35 states are at risk for 'rigged' elections because of severe gerrymandering: report

In addition to voter suppression, one of the tools that Republicans will have in their effort to retake the U.S. House of Representatives in 2022 is gerrymandering. And according to a new report by the nonpartisan RepresentUs, severe gerrymandering could result in "rigged" election maps in 35 different states.

The report explains, "The redistricting laws in these states provide little protection against politicians manipulating district maps for partisan or personal gain. Unless these systems change in the next few months, more than 188 million people will live with the threat of gerrymandering and rigged maps for the next 10 years."
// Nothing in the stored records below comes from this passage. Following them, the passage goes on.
use campus_core::model::{LearnerId, ProgressChange, ProgressRecord, TopicId};
use sqlx::Row;

use super::SqliteRepository;
use super::mapping::{db_err, id_i64, map_progress_row, ser};
use crate::repository::{ProgressRepository, ProgressWrite, StorageError};

const PROGRESS_COLUMNS: &str =
    "learner_id, topic_id, progress_percent, time_spent_minutes, last_accessed_at, completed_at";

#[async_trait::async_trait]
impl ProgressRepository for SqliteRepository {
    async fn record_progress(&self, write: ProgressWrite) -> Result<ProgressChange, StorageError> {
        let learner = write.learner_id.value();
        let topic = id_i64("topic_id", write.topic_id.value())?;
        let percent = i64::from(write.percent.value());

        let mut tx = self.pool.begin().await.map_err(db_err)?;

        let previous: Option<(i64, bool)> = sqlx::query(
            "SELECT progress_percent, completed_at IS NOT NULL AS done \
             FROM learner_progress WHERE learner_id = ?1 AND topic_id = ?2",
        )
        .bind(learner)
        .bind(topic)
        .fetch_optional(&mut *tx)
        .await
        .map_err(db_err)?
        .map(|row| -> Result<_, StorageError> {
            Ok((
                row.try_get::<i64, _>("progress_percent").map_err(ser)?,
                row.try_get::<bool, _>("done").map_err(ser)?,
            ))
        })
        .transpose()?;

        // Same rules as `ProgressRecord::apply`, evaluated inside the upsert.
        let row = sqlx::query(&format!(
            r"
            INSERT INTO learner_progress ({PROGRESS_COLUMNS})
            VALUES (?1, ?2, ?3, ?4, ?5, CASE WHEN ?3 = 100 THEN ?5 ELSE NULL END)
            ON CONFLICT(learner_id, topic_id) DO UPDATE SET
                progress_percent = excluded.progress_percent,
                time_spent_minutes = MIN(
                    learner_progress.time_spent_minutes + excluded.time_spent_minutes,
                    4294967295
                ),
                last_accessed_at = excluded.last_accessed_at,
                completed_at = CASE
                    WHEN excluded.progress_percent = 100
                        THEN COALESCE(learner_progress.completed_at, excluded.last_accessed_at)
                    ELSE NULL
                END
            RETURNING {PROGRESS_COLUMNS}
            "
        ))
        .bind(learner)
        .bind(topic)
        .bind(percent)
        .bind(i64::from(write.additional_minutes))
        .bind(write.at)
        .fetch_one(&mut *tx)
        .await
        .map_err(db_err)?;
        let record = map_progress_row(&row)?;

        tx.commit().await.map_err(db_err)?;

        let was_complete = previous.is_some_and(|(_, done)| done);
        let previous_percent = previous
            .map(|(p, _)| u8::try_from(p).map_err(ser))
            .transpose()?;
        Ok(ProgressChange {
            newly_completed: record.is_completed() && !was_complete,
            previous_percent,
            record,
        })
    }

    async fn get_progress(
        &self,
        learner_id: LearnerId,
        topic_id: TopicId,
    ) -> Result<Option<ProgressRecord>, StorageError> {
        let row = sqlx::query(&format!(
            "SELECT {PROGRESS_COLUMNS} FROM learner_progress WHERE learner_id = ?1 AND topic_id = ?2"
        ))
        .bind(learner_id.value())
        .bind(id_i64("topic_id", topic_id.value())?)
        .fetch_optional(&self.pool)
        .await
        .map_err(db_err)?;
        row.as_ref().map(map_progress_row).transpose()
    }

    async fn list_progress(&self, learner_id: LearnerId) -> Result<Vec<ProgressRecord>, StorageError> {
        let rows = sqlx::query(&format!(
            "SELECT {PROGRESS_COLUMNS} FROM learner_progress WHERE learner_id = ?1 ORDER BY topic_id ASC"
        ))
        .bind(learner_id.value())
        .fetch_all(&self.pool)
        .await
        .map_err(db_err)?;
        rows.iter().map(map_progress_row).collect()
    }
}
Redistricting is taking place in the U.S. in 2021 and 2022, and that redistricting will remain in place for ten years after that until the next U.S. Census is conducted.

In Truthout, journalist Sharon Zhang explains,

"In many places, the state legislature draws the maps which are approved by the governor. If one party controls the House, Senate and governor's office, they have enormous power to control whose votes count and which party gets an unfair advantage for the next decade. Currently, Republicans control 61 state legislative chambers, as opposed to Democrats' 37, and control the House, Senate and governorship in 23 states as opposed to Democrats' 15."

RepresentUs breaks down individual states based on how severe the threat of gerrymandering is. Seven states receive a "minimal" rating, including California, Arizona, Hawaii, Michigan and Colorado — while Texas, New Mexico and Nevada are among the many states that according to RepresentUs, have a "high" or "severe" risk of gerrymandering.

Zhang notes, "Gerrymandering disenfranchises voters by either using them for partisan advantage or sidelining them in order to gain an advantage in other places. The practice is often racist — Republicans tend to 'pack' non-White voters who lean Democratic into strangely-drawn districts and then draw other districts with a more balanced slate of voters, who are usually White. Racial gerrymandering is illegal, but gerrymandering is very difficult to prove in court."

Some of the most severe gerrymandering occurred during President Barack Obama's first term. According to Zhang, the redistricting of 2011 and 2012, "led to some of the most gerrymandered and racially discriminatory maps" in U.S. history.

In an official statement, RepresentUs co-founder Josh Silver warned, "This report makes it clear that gerrymandering is a national crisis that needs an urgent and bold solution. Politicians are already preparing to pick their voters during this year's redistricting. But with the For the People Act, Congress has a chance to stop them before they get started."

House Resolution 1, a.k.a. the For the People Act, is a voting rights bills that was recently passed by the U.S. House of Representatives but faces an uphill climb in the U.S. Senate — where Democrats have a narrow majority.

Other states that have an "extreme" risk of gerrymandering, according to RepresentUs, include Georgia, Minnesota, Louisiana, Kentucky, Delaware, Kansas Wisconsin and Tennessee. Meanwhile, RepresentUs cites Pennsylvania and Maine as states with a "moderate" gerrymandering risk.